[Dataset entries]
^^^^

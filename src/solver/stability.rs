use glam::Vec3;

use crate::chain::Link;
use crate::config::StabilityAnchor;
use crate::math::vector::height;
use crate::math::Transform;

/// Keeps a designated core link planted under the owner.
#[derive(Debug, Clone, Copy, PartialEq)]
pub struct StabilityAdjuster {
    pub anchor: StabilityAnchor,
    /// Component-space axes.
    pub up: Vec3,
    pub forward: Vec3,
}

impl StabilityAdjuster {
    pub fn new(anchor: StabilityAnchor, up: Vec3, forward: Vec3) -> Self {
        Self {
            anchor,
            up,
            forward,
        }
    }

    /// Where the core link should sit, in component space: its own height, on
    /// the owner's up axis, shifted along forward by the calibration.
    pub fn reference(&self, core_cs: Vec3) -> Vec3 {
        self.up * height(core_cs, self.up) + self.forward * self.anchor.calibration
    }

    /// Translates every solved link by the offset that moves the core link onto
    /// its reference. Returns the world-space offset applied.
    pub fn adjust(&self, links: &mut [Link], owner: &Transform) -> Vec3 {
        let Some(core_index) = links.len().checked_sub(1).map(|last| self.anchor.core_index.min(last)) else {
            return Vec3::ZERO;
        };

        let core_world = links[core_index].position();
        let core_cs = owner.inverse().transform_point(core_world);
        let reference_world = owner.transform_point(self.reference(core_cs));
        let offset = reference_world - core_world;
        if !offset.is_finite() {
            return Vec3::ZERO;
        }

        for link in links.iter_mut() {
            link.solved_pose.position += offset;
        }
        offset
    }
}
use glam::{Quat, Vec3};

const DEGENERATE_LENGTH_SQ: f32 = 1.0e-8;

/// Normalized `v`, or `None` when it is too short to carry a direction.
pub fn safe_normal(v: Vec3) -> Option<Vec3> {
    let len_sq = v.length_squared();
    if len_sq > DEGENERATE_LENGTH_SQ && len_sq.is_finite() {
        Some(v / len_sq.sqrt())
    } else {
        None
    }
}

pub fn height(point: Vec3, up: Vec3) -> f32 {
    point.dot(up)
}

/// Replaces the component of `point` along `up` with `height`.
pub fn with_height(point: Vec3, up: Vec3, height: f32) -> Vec3 {
    point - up * point.dot(up) + up * height
}

/// Removes the component of `v` along `up`.
pub fn flatten(v: Vec3, up: Vec3) -> Vec3 {
    v - up * v.dot(up)
}

/// Shortest rotation taking direction `from` onto direction `to`.
///
/// Both inputs are normalized here; a degenerate input yields the identity.
pub fn rotation_between(from: Vec3, to: Vec3) -> Quat {
    match (safe_normal(from), safe_normal(to)) {
        (Some(from), Some(to)) => Quat::from_rotation_arc(from, to),
        _ => Quat::IDENTITY,
    }
}

#[cfg(test)]
mod tests {
    use super::*;

    #[test]
    fn safe_normal_rejects_zero() {
        assert_eq!(safe_normal(Vec3::ZERO), None);
        assert_eq!(safe_normal(Vec3::new(0.0, 3.0, 0.0)), Some(Vec3::Y));
    }

    #[test]
    fn height_replacement_keeps_horizontal_part() {
        let p = Vec3::new(4.0, 7.0, -2.0);
        let q = with_height(p, Vec3::Y, 20.0);
        assert_eq!(q, Vec3::new(4.0, 20.0, -2.0));
        assert_eq!(flatten(p, Vec3::Y), Vec3::new(4.0, 0.0, -2.0));
    }

    #[test]
    fn rotation_between_maps_axes() {
        let q = rotation_between(Vec3::X, Vec3::new(0.0, 0.0, 5.0));
        assert!((q * Vec3::X).abs_diff_eq(Vec3::Z, 1e-5));
        assert_eq!(rotation_between(Vec3::ZERO, Vec3::Z), Quat::IDENTITY);
    }
}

^^^^

- **Action item**: Copy out the records once more, with nothing altered.

- **Answer below**:
filename src/solver/stability.rs
use glam::Vec3;

use crate::chain::Link;
use crate::config::StabilityAnchor;
use crate::math::vector::height;
use crate::math::Transform;

/// Keeps a designated core link planted under the owner.
#[derive(Debug, Clone, Copy, PartialEq)]
pub struct StabilityAdjuster {
    pub anchor: StabilityAnchor,
    /// Component-space axes.
    pub up: Vec3,
    pub forward: Vec3,
}

impl StabilityAdjuster {
    pub fn new(anchor: StabilityAnchor, up: Vec3, forward: Vec3) -> Self {
        Self {
            anchor,
            up,
            forward,
        }
    }

    /// Where the core link should sit, in component space: its own height, on
    /// the owner's up axis, shifted along forward by the calibration.
    pub fn reference(&self, core_cs: Vec3) -> Vec3 {
        self.up * height(core_cs, self.up) + self.forward * self.anchor.calibration
    }

    /// Translates every solved link by the offset that moves the core link onto
    /// its reference. Returns the world-space offset applied.
    pub fn adjust(&self, links: &mut [Link], owner: &Transform) -> Vec3 {
        let Some(core_index) = links.len().checked_sub(1).map(|last| self.anchor.core_index.min(last)) else {
            return Vec3::ZERO;
        };

        let core_world = links[core_index].position();
        let core_cs = owner.inverse().transform_point(core_world);
        let reference_world = owner.transform_point(self.reference(core_cs));
        let offset = reference_world - core_world;
        if !offset.is_finite() {
            return Vec3::ZERO;
        }

        for link in links.iter_mut() {
            link.solved_pose.position += offset;
        }
        offset
    }
}
use glam::{Quat, Vec3};

const DEGENERATE_LENGTH_SQ: f32 = 1.0e-8;

/// Normalized `v`, or `None` when it is too short to carry a direction.
pub fn safe_normal(v: Vec3) -> Option<Vec3> {
    let len_sq = v.length_squared();
    if len_sq > DEGENERATE_LENGTH_SQ && len_sq.is_finite() {
        Some(v / len_sq.sqrt())
    } else {
        None
    }
}

pub fn height(point: Vec3, up: Vec3) -> f32 {
    point.dot(up)
}

/// Replaces the component of `point` along `up` with `height`.
pub fn with_height(point: Vec3, up: Vec3, height: f32) -> Vec3 {
    point - up * point.dot(up) + up * height
}

/// Removes the component of `v` along `up`.
pub fn flatten(v: Vec3, up: Vec3) -> Vec3 {
    v - up * v.dot(up)
}

/// Shortest rotation taking direction `from` onto direction `to`.
///
/// Both inputs are normalized here; a degenerate input yields the identity.
pub fn rotation_between(from: Vec3, to: Vec3) -> Quat {
    match (safe_normal(from), safe_normal(to)) {
        (Some(from), Some(to)) => Quat::from_rotation_arc(from, to),
        _ => Quat::IDENTITY,
    }
}

#[cfg(test)]
mod tests {
    use super::*;

    #[test]
    fn safe_normal_rejects_zero() {
        assert_eq!(safe_normal(Vec3::ZERO), None);
        assert_eq!(safe_normal(Vec3::new(0.0, 3.0, 0.0)), Some(Vec3::Y));
    }

    #[test]
    fn height_replacement_keeps_horizontal_part() {
        let p = Vec3::new(4.0, 7.0, -2.0);
        let q = with_height(p, Vec3::Y, 20.0);
        assert_eq!(q, Vec3::new(4.0, 20.0, -2.0));
        assert_eq!(flatten(p, Vec3::Y), Vec3::new(4.0, 0.0, -2.0));
    }

    #[test]
    fn rotation_between_maps_axes() {
        let q = rotation_between(Vec3::X, Vec3::new(0.0, 0.0, 5.0));
        assert!((q * Vec3::X).abs_diff_eq(Vec3::Z, 1e-5));
        assert_eq!(rotation_between(Vec3::ZERO, Vec3::Z), Quat::IDENTITY);
    }
}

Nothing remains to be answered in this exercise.